:: PROBLEM TO SOLVE ::
Among the lines below, which ones contain the word "GrantType"? Copy every such line.

:: Stored data entries ::
========================
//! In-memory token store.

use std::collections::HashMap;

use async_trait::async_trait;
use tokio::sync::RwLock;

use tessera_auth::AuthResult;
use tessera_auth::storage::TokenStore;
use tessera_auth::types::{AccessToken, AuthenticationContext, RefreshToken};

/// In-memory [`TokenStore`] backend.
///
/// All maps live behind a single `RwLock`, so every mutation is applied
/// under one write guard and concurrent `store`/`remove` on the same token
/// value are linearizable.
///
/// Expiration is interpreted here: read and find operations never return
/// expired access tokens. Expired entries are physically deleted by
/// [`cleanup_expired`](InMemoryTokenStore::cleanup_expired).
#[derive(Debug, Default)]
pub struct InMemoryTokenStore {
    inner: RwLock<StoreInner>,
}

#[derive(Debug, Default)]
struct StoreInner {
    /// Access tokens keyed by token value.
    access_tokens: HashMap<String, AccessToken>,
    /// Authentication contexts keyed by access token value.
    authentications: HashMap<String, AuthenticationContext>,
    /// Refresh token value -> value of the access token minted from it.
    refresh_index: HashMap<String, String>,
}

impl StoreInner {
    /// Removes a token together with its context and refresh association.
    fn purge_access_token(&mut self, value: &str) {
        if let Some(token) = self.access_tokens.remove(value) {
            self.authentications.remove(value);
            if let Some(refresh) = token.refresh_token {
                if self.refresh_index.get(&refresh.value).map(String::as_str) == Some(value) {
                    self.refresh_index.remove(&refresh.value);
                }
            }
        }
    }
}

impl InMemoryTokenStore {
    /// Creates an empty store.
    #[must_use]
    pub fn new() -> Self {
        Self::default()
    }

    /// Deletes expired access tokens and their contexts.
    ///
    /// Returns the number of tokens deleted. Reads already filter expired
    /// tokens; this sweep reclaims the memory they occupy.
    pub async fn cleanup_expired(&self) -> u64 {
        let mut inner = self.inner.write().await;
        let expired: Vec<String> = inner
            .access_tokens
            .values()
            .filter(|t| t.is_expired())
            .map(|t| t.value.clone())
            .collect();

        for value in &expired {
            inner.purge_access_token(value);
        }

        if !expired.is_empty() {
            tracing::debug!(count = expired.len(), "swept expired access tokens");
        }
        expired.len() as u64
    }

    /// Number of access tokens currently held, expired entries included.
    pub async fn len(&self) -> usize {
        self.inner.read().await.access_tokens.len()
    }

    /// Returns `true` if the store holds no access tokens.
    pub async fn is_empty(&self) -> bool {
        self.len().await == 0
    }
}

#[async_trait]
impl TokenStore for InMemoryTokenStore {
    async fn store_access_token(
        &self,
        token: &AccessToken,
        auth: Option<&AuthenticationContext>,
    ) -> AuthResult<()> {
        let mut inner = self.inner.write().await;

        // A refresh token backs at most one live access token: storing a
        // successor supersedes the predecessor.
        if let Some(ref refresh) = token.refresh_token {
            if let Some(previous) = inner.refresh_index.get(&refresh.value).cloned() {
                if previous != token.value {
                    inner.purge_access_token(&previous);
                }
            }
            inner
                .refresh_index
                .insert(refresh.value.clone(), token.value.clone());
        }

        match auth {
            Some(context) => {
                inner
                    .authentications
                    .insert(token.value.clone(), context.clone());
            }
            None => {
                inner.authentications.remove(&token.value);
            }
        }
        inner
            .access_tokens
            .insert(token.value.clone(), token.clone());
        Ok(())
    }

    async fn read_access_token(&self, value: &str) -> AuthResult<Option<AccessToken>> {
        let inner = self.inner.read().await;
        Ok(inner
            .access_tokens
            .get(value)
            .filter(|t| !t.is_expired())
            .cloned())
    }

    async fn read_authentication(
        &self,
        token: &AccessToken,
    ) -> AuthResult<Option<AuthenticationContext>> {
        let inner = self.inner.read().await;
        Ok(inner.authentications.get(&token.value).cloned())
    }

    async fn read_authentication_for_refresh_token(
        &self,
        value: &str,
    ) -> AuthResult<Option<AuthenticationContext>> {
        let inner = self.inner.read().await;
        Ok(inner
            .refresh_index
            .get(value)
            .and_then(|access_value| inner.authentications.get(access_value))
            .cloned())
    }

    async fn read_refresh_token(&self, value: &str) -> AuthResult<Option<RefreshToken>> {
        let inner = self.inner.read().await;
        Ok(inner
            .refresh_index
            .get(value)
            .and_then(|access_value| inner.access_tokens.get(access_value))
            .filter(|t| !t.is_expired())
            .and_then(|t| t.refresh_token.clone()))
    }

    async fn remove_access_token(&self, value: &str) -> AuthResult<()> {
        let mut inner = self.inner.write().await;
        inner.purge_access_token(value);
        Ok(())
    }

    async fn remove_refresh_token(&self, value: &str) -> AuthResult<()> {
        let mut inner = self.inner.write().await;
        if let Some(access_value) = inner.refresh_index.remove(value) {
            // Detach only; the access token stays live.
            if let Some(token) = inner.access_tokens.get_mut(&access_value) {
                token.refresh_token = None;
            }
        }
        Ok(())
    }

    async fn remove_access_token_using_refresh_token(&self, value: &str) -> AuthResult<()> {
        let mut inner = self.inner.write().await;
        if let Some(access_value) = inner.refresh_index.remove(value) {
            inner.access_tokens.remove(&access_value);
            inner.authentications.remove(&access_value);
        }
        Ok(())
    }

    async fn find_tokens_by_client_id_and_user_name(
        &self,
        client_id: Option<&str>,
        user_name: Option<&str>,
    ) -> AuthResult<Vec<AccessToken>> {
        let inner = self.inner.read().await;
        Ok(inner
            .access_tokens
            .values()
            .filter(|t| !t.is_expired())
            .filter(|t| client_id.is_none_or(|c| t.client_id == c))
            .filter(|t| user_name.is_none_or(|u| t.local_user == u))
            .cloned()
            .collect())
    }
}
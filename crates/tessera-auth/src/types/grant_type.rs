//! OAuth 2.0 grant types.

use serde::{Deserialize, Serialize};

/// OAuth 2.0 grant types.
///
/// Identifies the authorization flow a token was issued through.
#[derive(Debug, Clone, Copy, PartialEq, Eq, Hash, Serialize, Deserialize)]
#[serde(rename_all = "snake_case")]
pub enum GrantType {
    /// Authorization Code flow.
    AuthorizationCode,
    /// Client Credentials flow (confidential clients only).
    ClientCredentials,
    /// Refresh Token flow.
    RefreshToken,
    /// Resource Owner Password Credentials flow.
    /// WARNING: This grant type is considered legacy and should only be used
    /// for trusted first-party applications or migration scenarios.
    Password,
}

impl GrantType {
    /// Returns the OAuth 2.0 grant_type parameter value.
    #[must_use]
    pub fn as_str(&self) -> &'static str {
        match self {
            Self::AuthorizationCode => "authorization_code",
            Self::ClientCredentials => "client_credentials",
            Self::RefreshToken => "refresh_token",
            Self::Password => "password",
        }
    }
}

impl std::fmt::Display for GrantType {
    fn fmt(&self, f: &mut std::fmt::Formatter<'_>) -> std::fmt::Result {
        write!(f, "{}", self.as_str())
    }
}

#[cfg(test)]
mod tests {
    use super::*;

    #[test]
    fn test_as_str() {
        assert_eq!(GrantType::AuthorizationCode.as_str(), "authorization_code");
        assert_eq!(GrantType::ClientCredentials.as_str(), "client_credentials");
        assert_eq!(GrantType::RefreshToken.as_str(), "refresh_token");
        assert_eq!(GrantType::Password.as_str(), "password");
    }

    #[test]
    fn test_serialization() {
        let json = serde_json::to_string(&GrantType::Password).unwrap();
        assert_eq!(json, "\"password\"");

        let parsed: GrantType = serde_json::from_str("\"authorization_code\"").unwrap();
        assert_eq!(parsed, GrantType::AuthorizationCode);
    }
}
========================
:: ANSWER TO THIS TASK ::
pub enum GrantType {
impl GrantType {
impl std::fmt::Display for GrantType {
        assert_eq!(GrantType::AuthorizationCode.as_str(), "authorization_code");
        assert_eq!(GrantType::ClientCredentials.as_str(), "client_credentials");
        assert_eq!(GrantType::RefreshToken.as_str(), "refresh_token");
        assert_eq!(GrantType::Password.as_str(), "password");
        let json = serde_json::to_string(&GrantType::Password).unwrap();
        let parsed: GrantType = serde_json::from_str("\"authorization_code\"").unwrap();
        assert_eq!(parsed, GrantType::AuthorizationCode);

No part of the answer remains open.